Prime Minister Tony Blair
Tony Blair has been in office since 1997 when the Labour Party was returned to power after 18 years in opposition. Blair coined the term "New Labour" to define the removal from the Labour Party's constitution a commitment to public ownership of "each industry and service." Blair was re-elected with another landslide majority in the 2001 General Election. Controversy over Blair's decision to join the U.S.-led coalition resulted in one of the largest protests in British history and Blair was subject to harsh questioning in Parliament. Tony Blair was been cleared in the Hutton Inquiry of any "dishonourable, underhand or duplicitous" conduct in the lead-up to the death of David Kelly.
Alastair Campbell, communications chief for Prime Minister Blair, was a central figure in the WMD scandal and the Hutton Inquiry. It was Campbell who was implicated in the charge that the WMD dossier had been embellished to make a greater case for going to war with Iraq. It was Campbell who pushed for a correction by the BBC. As the debate over the story heated up, Campbell was also blamed for the release of Dr. David Kelly's name as Gilligan's source for the questioned story to the public. When Campbell appeared before the Hutton inquiry he denied that the government attempted to "sex up" the Iraq dossier against the wishes of the intelligence community and maintained that he was not responsible for the release of Dr. Kelly's name to the public.
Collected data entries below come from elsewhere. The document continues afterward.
// Import the client object and the metric operations.
use statsd_tags::prelude::*;
use statsd_tags::Client;

fn main() -> statsd_tags::Result<()> {
    let client = Client::new("127.0.0.1:8125", "myapp")?;
    client.incr("some.metric");
    client
        .timing_with_tags("some.request", 12.5)
        .with_tag("route", "/home")
        .with_tag_value("canary")
        .send();

    {
        let pipe = client.pipeline();
        pipe.gauge("queue.depth", 4);
        pipe.set("users.seen", "alice");
    }
    println!("Sent some metrics!");
    Ok(())
}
Campbell received a favorable assessment in the Hutton Report, although Lord Hutton did express concerns that Campbell had "made it clear... on behalf of the prime minister that 10 Downing Street wanted the dossier to be worded to make as strong a case as possible in relation to the threat posed by Saddam Hussein's WMD." Campbell has since resigned his post.
As Lord of Appeal in Ordinary,
Lord Hutton was appointed by the prime minister to head the inquiry into the circumstances leading to the death of David Kelly in July 2003. Hearings opened on August 12, 2003. After interviewing over 70 witnesses during 22 days of hearings Hutton said that he was satisfied that the scientist had taken his own life. The Inquiry also cleared the Blair government of suggestions that it had knowingly presented false testimony in relation to weapons of mass destruction in Iraq.
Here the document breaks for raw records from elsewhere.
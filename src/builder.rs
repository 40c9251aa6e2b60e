use crate::client::Recorder;
use crate::metric::Metric;
use crate::tags::Tags;

/// A metric waiting for its call-site tags and sample rate.
///
/// Nothing is sent until [`send`](MetricBuilder::send) is called.
#[must_use = "metrics are only sent by calling `send`"]
pub struct MetricBuilder<'a, R: Recorder> {
    recorder: &'a R,
    metric: Metric,
    tags: Tags,
    rate: f64,
}

impl<'a, R: Recorder> MetricBuilder<'a, R> {
    pub(crate) fn new(recorder: &'a R, metric: Metric) -> Self {
        MetricBuilder {
            recorder,
            metric,
            tags: Tags::default(),
            rate: 1.0,
        }
    }

    pub fn with_tag<K: Into<String>, V: Into<String>>(mut self, key: K, value: V) -> Self {
        self.tags.add_tag(key, value);
        self
    }

    pub fn with_tag_value<T: Into<String>>(mut self, value: T) -> Self {
        self.tags.add_tag_value(value);
        self
    }

    /// Add every tag of a shared group.
    pub fn with_tags(mut self, tags: &Tags) -> Self {
        for value in tags.values() {
            self.tags.add_tag_value(value);
        }
        for (k, v) in tags.pairs() {
            self.tags.add_tag(k, v);
        }
        self
    }

    /// Only send this metric with probability `rate`.
    pub fn with_rate(mut self, rate: f64) -> Self {
        self.rate = rate;
        self
    }

    pub fn send(self) {
        let metric = self.metric.with_rate(self.rate).with_tags(self.tags);
        self.recorder.record(metric);
    }
}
Geoff Hoon, Ministry of Defence
As head of the government department responsible for weapons policy and David Kelly's employer, Geoff Hoon was questioned by Lord Hutton about the way Ministry of Defence officials handled Dr. Kelly in the days before his suicide. The final Hutton report found some fault in the Ministry's failure to warn Dr. Kelly that they would confirm him as the source of the debated Gilligan story if a journalist suggested Kelly's involvement.
Greg Dyke became Director-General of the BBC in January 2000, having joined the previous year as Deputy Director-General and Director-General designate. He resigned as Director-General on January 29, 2004, soon after the results of the Hutton Inquiry were released to the public. BBC employees took out full-page ads in newspapers and rallied in support of Dyke in the wake of his resignation.